How Boudin Bakery baked its way through history
Briefly

How Boudin Bakery baked its way through history
"The subtitle of the Boudin Bakery's story should be The Virtue of Stubbornness: Founded in the thick of the Gold Rush by one of the sudden city's many French immigrants - Isidore Boudin - the bakery carried on doing its one main thing, its distinctive sourdough bread, through the better part of two centuries. There are some overlapping tales about the bread's starter. It is rumored to have been passed to Boudin by a gold prospector, a '49er, but also to have come with Isidore from France. It is certainly enriched with an airborne yeast that seems characteristic of this city - so much so that it has been saddled with the mouthful Latin handle of lactobacillus sanfranciscensis."

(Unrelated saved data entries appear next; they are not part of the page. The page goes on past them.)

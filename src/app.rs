//! Page-level composition: sessions, result actions and history behind one
//! explicitly passed [`AppContext`].

use crate::actions::{ActionOutcome, Clipboard, Downloads, ResultActions, ShareSheet};
use crate::config::Settings;
use crate::decoder::ImageDecoder;
use crate::encoder::QrEncoder;
use crate::error::{ActionError, HistoryError, StorageError};
use crate::models::{HistoryEntry, QrStyle};
use crate::notify::Notifier;
use crate::session::{DecodeSession, EncodeSession, EncodeState};
use crate::storage::{FileStore, HistoryStore, KeyValueStore, Preferences, Theme};
use crate::tools::placeholder_data_url;
use std::sync::Arc;
use tracing::warn;

/// Shared storage handle used by pages
pub type SharedStore = Arc<dyn KeyValueStore>;

/// Everything a page needs from its surroundings
#[derive(Clone)]
pub struct AppContext {
    /// Runtime settings
    pub settings: Settings,
    /// Toast sink
    pub notifier: Arc<dyn Notifier>,
    /// Persistent storage
    pub storage: SharedStore,
    /// Display theme loaded from preferences
    pub theme: Theme,
}

impl AppContext {
    /// Context over an existing store; the theme is read from it
    pub fn new(settings: Settings, notifier: Arc<dyn Notifier>, storage: SharedStore) -> Self {
        let theme = Preferences::new(Arc::clone(&storage)).theme();
        Self {
            settings,
            notifier,
            storage,
            theme,
        }
    }

    /// Context backed by a [`FileStore`] in `settings.data_dir`
    pub fn open(settings: Settings, notifier: Arc<dyn Notifier>) -> Result<Self, StorageError> {
        let store: SharedStore = Arc::new(FileStore::open(&settings.data_dir)?);
        Ok(Self::new(settings, notifier, store))
    }

    /// History stored in this context
    pub fn history(&self) -> HistoryStore<SharedStore> {
        HistoryStore::new(Arc::clone(&self.storage))
    }

    /// Preferences stored in this context
    pub fn preferences(&self) -> Preferences<SharedStore> {
        Preferences::new(Arc::clone(&self.storage))
    }

    /// Result actions saving into the configured downloads directory
    pub fn result_actions(
        &self,
        clipboard: Box<dyn Clipboard>,
        share: Box<dyn ShareSheet>,
    ) -> ResultActions {
        ResultActions::new(
            clipboard,
            share,
            Downloads::new(&self.settings.download_dir),
            Arc::clone(&self.notifier),
        )
    }

    /// Flip dark mode, persist it and announce the change
    pub fn toggle_dark_mode(&mut self) -> Result<Theme, StorageError> {
        let theme = self.preferences().toggle_dark_mode()?;
        self.theme = theme;
        let message = if theme.is_dark() {
            "🌙 Dark mode enabled"
        } else {
            "☀️ Light mode enabled"
        };
        self.notifier.info(message);
        Ok(theme)
    }
}

/// Announce the outcome of a history insert
fn report_saved(notifier: &dyn Notifier, result: &Result<usize, HistoryError>) {
    match result {
        Ok(count) => notifier.success(&format!("💾 Saved to history! ({count} items)")),
        Err(HistoryError::EmptyText | HistoryError::ReservedMarker) => {
            notifier.error("⚠️ Nothing to save yet!")
        }
        Err(HistoryError::NothingToSave) => notifier.error("⚠️ Generate QR code first!"),
        Err(err) => {
            warn!(error = %err, "saving history failed");
            notifier.error(&format!("❌ Could not save history: {err}"));
        }
    }
}

/// The scan page: decode session plus copy/share/save of its text
pub struct ScannerPage {
    session: DecodeSession,
    actions: ResultActions,
    history: HistoryStore<SharedStore>,
    notifier: Arc<dyn Notifier>,
}

impl ScannerPage {
    /// Build the page from `context`
    pub fn new(context: &AppContext, decoder: Arc<dyn ImageDecoder>, actions: ResultActions) -> Self {
        Self {
            session: DecodeSession::new(
                decoder,
                Arc::clone(&context.notifier),
                context.settings.scan,
            ),
            actions,
            history: context.history(),
            notifier: Arc::clone(&context.notifier),
        }
    }

    /// Decode session
    pub fn session(&self) -> &DecodeSession {
        &self.session
    }

    /// Decode session, for starting attempts
    pub fn session_mut(&mut self) -> &mut DecodeSession {
        &mut self.session
    }

    /// Text in the result area, markers included
    pub fn displayed_text(&self) -> String {
        self.session.state().display_text()
    }

    /// Copy the displayed text
    pub fn copy(&mut self) -> Result<ActionOutcome, ActionError> {
        let text = self.displayed_text();
        self.actions.copy(&text)
    }

    /// Share the displayed text
    pub fn share(&mut self) -> Result<ActionOutcome, ActionError> {
        let text = self.displayed_text();
        self.actions.share_text(&text)
    }

    /// Save the displayed text as a scanned entry
    pub fn save_to_history(&mut self) -> Result<usize, HistoryError> {
        let text = self.displayed_text();
        let result = placeholder_data_url()
            .map_err(HistoryError::from)
            .and_then(|placeholder| self.history.append(HistoryEntry::scanned(text, placeholder)));
        report_saved(self.notifier.as_ref(), &result);
        result
    }
}

/// The generate page: encode session plus download/share/save of its image
pub struct GeneratorPage {
    session: EncodeSession,
    actions: ResultActions,
    history: HistoryStore<SharedStore>,
    notifier: Arc<dyn Notifier>,
}

impl GeneratorPage {
    /// Build the page from `context`
    pub fn new(context: &AppContext, encoder: Arc<dyn QrEncoder>, actions: ResultActions) -> Self {
        Self {
            session: EncodeSession::new(encoder, Arc::clone(&context.notifier)),
            actions,
            history: context.history(),
            notifier: Arc::clone(&context.notifier),
        }
    }

    /// Encode session
    pub fn session(&self) -> &EncodeSession {
        &self.session
    }

    /// Generate a code from `text`
    pub fn generate(&mut self, text: &str, style: &QrStyle) -> &EncodeState {
        self.session.generate(text, style)
    }

    /// Download the current code
    pub fn download(&mut self) -> Result<ActionOutcome, ActionError> {
        self.actions.download(self.session.current())
    }

    /// Share the current code
    pub fn share(&mut self) -> Result<ActionOutcome, ActionError> {
        self.actions.share_image(self.session.current())
    }

    /// Save the current code as a generated entry
    pub fn save_to_history(&mut self) -> Result<usize, HistoryError> {
        let result = match self.session.current() {
            None => Err(HistoryError::NothingToSave),
            Some(current) => current
                .to_data_url()
                .map_err(HistoryError::from)
                .and_then(|image| {
                    self.history
                        .append(HistoryEntry::generated(&current.text, image, &current.style))
                }),
        };
        report_saved(self.notifier.as_ref(), &result);
        result
    }

    /// Saved entries, newest first, with a summary toast
    pub fn view_history(&self) -> Vec<HistoryEntry> {
        let entries = self.history.load_all();
        if entries.is_empty() {
            self.notifier.info("📭 No history yet!");
        } else {
            self.notifier
                .info(&format!("📜 You have {} saved QR codes.", entries.len()));
        }
        entries
    }
}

"Boudin had a ready-made market here, since, as of 1852, nearly one in six of the 36,000 San Franciscans came from France - many of them escaping turmoil and widespread unemployment in the mother country. Soon enough, the horse-drawn Boudin bread-wagon became a familiar sight on the hilly streets, its delivery-men pushing the distinctively scored, rounded loaves onto nails customers left protruding next to their doors."
Boudin Bakery began during the Gold Rush when Isidore Boudin focused on a distinctive sourdough loaf. The starter's origin is variously attributed to a '49er prospector or to France, and it is nurtured by a local airborne yeast known as lactobacillus sanfranciscensis. By 1852 a large French population provided immediate customers, and horse-drawn wagons delivered scored, rounded loaves to nails outside homes. In the 1860s the bakery declined Fleischmann's commercial yeast and continued traditional methods. Longstanding adherence to the original starter and techniques sustained the bakery's sourdough identity for generations.